A break-even analysis is a valuable calculation that is useful for both large and small business accounting. Essentially, break-even analysis is a process that allows an entity to determine the amount of revenue generated that must be produced to cover all costs of operating the business. Performing a periodic break-even analysis helps a company position itself so that the business is competitive, is capable of reaching a point where the company is profitable, and also helps the business prepare for expansion.
The elements that go into an equilibrium analysis are very simple. The first step is to identify and account for all expenses associated with the business enterprise. This will include fixed costs and variable costs. For the purposes of arriving at the equilibrium analysis, taxes are certainly taken into account. Factors such as the cost of raw materials, labor, labor management, plant and machinery operations, sales, marketing, and packaging all go into the calculation. Even costs like electricity and other utilities that are needed to operate the facility are considered costs associated with the general operation of the business.
The total cost of operation is compared to the total amount of sales that result as part of the effort. By breaking down sales into unit price increments, it is possible to determine how many individual units of the goods or services offered by the company must be sold in a given period to cover production costs for that same period. The hope is that the break-even analysis will show that the company is selling enough units to not only cover all expenses, but also enough additional units to generate a net profit for the corporation.

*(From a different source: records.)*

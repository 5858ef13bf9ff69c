//! Effect handles and the sets the scheduler swaps between.
//!
//! Effects are opaque to the core: an [`EffectHandle`] names a filter that the
//! renderer knows how to draw. Sets are immutable; the scheduler only ever
//! replaces which set a container shows.

mod sweep;

use std::{fmt, sync::Arc};

use crate::{BeatVizError, CompositionMode, Result};

pub use sweep::{LiveEffect, ParamSweep, TimeUniform, TriangleSweep};

/// Shared reference to a visual effect.
///
/// Clones refer to the same effect. Two handles are equal only if they come
/// from the same [`EffectHandle::new`] call.
#[derive(Clone)]
pub struct EffectHandle(Arc<str>);

impl EffectHandle {
    pub fn new(name: impl AsRef<str>) -> Self {
        Self(Arc::from(name.as_ref()))
    }

    pub fn name(&self) -> &str {
        &self.0
    }
}

impl PartialEq for EffectHandle {
    fn eq(&self, other: &Self) -> bool {
        Arc::ptr_eq(&self.0, &other.0)
    }
}

impl Eq for EffectHandle {}

impl std::hash::Hash for EffectHandle {
    fn hash<H: std::hash::Hasher>(&self, state: &mut H) {
        (Arc::as_ptr(&self.0) as *const u8).hash(state);
    }
}

impl fmt::Debug for EffectHandle {
    fn fmt(&self, f: &mut fmt::Formatter<'_>) -> fmt::Result {
        write!(f, "EffectHandle({})", self.0)
    }
}

/// Ordered, immutable list of effects. Order is compositing order.
#[derive(Clone, Default, PartialEq, Eq)]
pub struct EffectSet(Arc<[EffectHandle]>);

impl EffectSet {
    pub fn new(effects: impl IntoIterator<Item = EffectHandle>) -> Self {
        Self(effects.into_iter().collect())
    }

    pub fn empty() -> Self {
        Self::default()
    }

    pub fn effects(&self) -> &[EffectHandle] {
        &self.0
    }

    pub fn len(&self) -> usize {
        self.0.len()
    }

    pub fn is_empty(&self) -> bool {
        self.0.is_empty()
    }

    pub fn contains(&self, effect: &EffectHandle) -> bool {
        self.0.contains(effect)
    }

    /// Builds the set shown while `transient` is active.
    pub fn compose(base: &EffectSet, transient: &EffectSet, mode: CompositionMode) -> EffectSet {
        match mode {
            CompositionMode::Append => {
                EffectSet::new(base.effects().iter().chain(transient.effects()).cloned())
            }
            CompositionMode::Replace => transient.clone(),
        }
    }

    pub fn names(&self) -> Vec<&str> {
        self.0.iter().map(EffectHandle::name).collect()
    }
}

impl fmt::Debug for EffectSet {
    fn fmt(&self, f: &mut fmt::Formatter<'_>) -> fmt::Result {
        f.debug_list().entries(self.names()).finish()
    }
}

impl FromIterator<EffectHandle> for EffectSet {
    fn from_iter<I: IntoIterator<Item = EffectHandle>>(iter: I) -> Self {
        Self::new(iter)
    }
}

/// A permanent base set plus the transient sets a beat can pick from.
#[derive(Debug, Clone)]
pub struct EffectPool {
    base: EffectSet,
    candidates: Vec<EffectSet>,
}

impl EffectPool {
    /// Fails with [`BeatVizError::EmptyEffectPool`] when `candidates` is empty,
    /// and with [`BeatVizError::InvalidConfig`] when one of them is.
    pub fn new(base: EffectSet, candidates: Vec<EffectSet>) -> Result<Self> {
        if candidates.is_empty() {
            return Err(BeatVizError::EmptyEffectPool);
        }
        if candidates.iter().any(EffectSet::is_empty) {
            return Err(BeatVizError::InvalidConfig(
                "transient effect sets must contain at least one effect".to_string(),
            ));
        }
        Ok(Self { base, candidates })
    }

    pub fn base(&self) -> &EffectSet {
        &self.base
    }

    pub fn candidates(&self) -> &[EffectSet] {
        &self.candidates
    }

    pub fn candidate(&self, index: usize) -> Option<&EffectSet> {
        self.candidates.get(index)
    }

    pub fn len(&self) -> usize {
        self.candidates.len()
    }

    pub fn is_empty(&self) -> bool {
        self.candidates.is_empty()
    }
}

Performing a break-even analysis is also useful for several other reasons. The analysis can be used as a tool to forecast overall projections for upcoming periods. Adjustments may be made to the operation or production in response to the findings of the analysis. In the case of a potential new product launch, break-even analysis can use historical data to determine how many units of the new product will need to be sold to maintain the current level of profitability. In general, breakeven analysis can use past data as an important calculator of what might happen in the future.